Cost-cutting measures and efficient operations have helped U.S. shale players bounce back, said IEA. Also, new methods such as horizontal drilling and hydraulic fracturing (or fracking) could reduce the dependence of United States on foreign crude and will help the country to export domestic crude to more nations globally, said CNBC.

Picking winning oil stocks seems prudent at the moment. We have employed our proprietary Stock Screener to zero in on companies with solid Zacks Rank and other favorable parameters.

Headquartered in Houston, TX, EOG Resources, Inc. EOG is a leading upstream energy player. The company holds premium acreages in the Permian, Bakken and Eagle Ford oil shale plays in the United States.

We expect the company to report earnings growth of 157.2% and 206.9% in 2017 and 2018, respectively. EOG Resources sports a Zacks Rank #1 (Strong Buy). You can see the complete list of today’s Zacks #1 Rank stocks here.

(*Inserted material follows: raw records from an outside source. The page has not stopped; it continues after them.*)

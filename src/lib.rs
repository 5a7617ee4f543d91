pub mod cli;
pub mod io;
pub mod model;
pub mod ops;
pub mod parse;
pub mod util;

pub use model::{EngineConfig, FocusCandidate, LabelOperation, ReconcileResult, Snapshot};
pub use ops::{LabelPlan, compute_label_operations, compute_label_operations_at, reconcile_focus};
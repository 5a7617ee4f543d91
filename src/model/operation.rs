use serde::{Deserialize, Serialize};

use super::tag::NodeKind;

/// Reference to any item that can be renamed
#[derive(Debug, Clone, PartialEq, Eq, Hash, Serialize, Deserialize)]
pub struct ItemRef {
    pub kind: NodeKind,
    pub id: String,
}

/// A single change the driver must apply against the task service.
/// The engine only produces these; it never applies them.
#[derive(Debug, Clone, PartialEq, Eq, Serialize, Deserialize)]
#[serde(tag = "op", rename_all = "snake_case")]
pub enum LabelOperation {
    AddLabel { task_id: String, label: String },
    RemoveLabel { task_id: String, label: String },
    ConvertToHeader { task_id: String },
    ConvertToCheckable { task_id: String },
    /// Rewrite a raw name after a one-shot command marker was consumed
    Rename { item: ItemRef, name: String },
}

impl LabelOperation {
    /// The id of the item this operation touches
    pub fn target_id(&self) -> &str {
        match self {
            LabelOperation::AddLabel { task_id, .. }
            | LabelOperation::RemoveLabel { task_id, .. }
            | LabelOperation::ConvertToHeader { task_id }
            | LabelOperation::ConvertToCheckable { task_id } => task_id,
            LabelOperation::Rename { item, .. } => &item.id,
        }
    }
}

impl std::fmt::Display for LabelOperation {
    fn fmt(&self, f: &mut std::fmt::Formatter<'_>) -> std::fmt::Result {
        match self {
            LabelOperation::AddLabel { task_id, label } => write!(f, "+@{} {}", label, task_id),
            LabelOperation::RemoveLabel { task_id, label } => {
                write!(f, "-@{} {}", label, task_id)
            }
            LabelOperation::ConvertToHeader { task_id } => write!(f, "header {}", task_id),
            LabelOperation::ConvertToCheckable { task_id } => write!(f, "checkable {}", task_id),
            LabelOperation::Rename { item, name } => {
                write!(f, "rename {} {} -> {:?}", item.kind, item.id, name)
            }
        }
    }
}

Continental Resources, Inc. CLR, based in Oklahoma City, OK, is an exploration player with a focus on Bakken shale resources. The company posted an average positive earnings surprise of 69.5% for the last four quarters.

The Zacks #1 Ranked player will likely post year-over-year earnings growth of 139.8% and 294.7% in 2017 and 2018, respectively.

Headquartered in Irving, TX, Pioneer Natural Resources Company PXD conducts upstream operations in premium resources in Eagle Ford Shale play. The firm surpassed the Zacks Consensus Estimate for earnings in all the prior four quarters, the average positive earnings surprise being 67.6%.

Pioneer Natural sports a Zacks Rank #1.

Matador Resources Company MTDR, headquartered in Dallas, TX, is a leading upstream firm with operations in the prospective Eagle Ford shale play.

The company, with a Zacks Rank of 1, beat the Zacks Consensus Estimate for earnings in three of the last four quarters, the average positive surprise being 34.7%.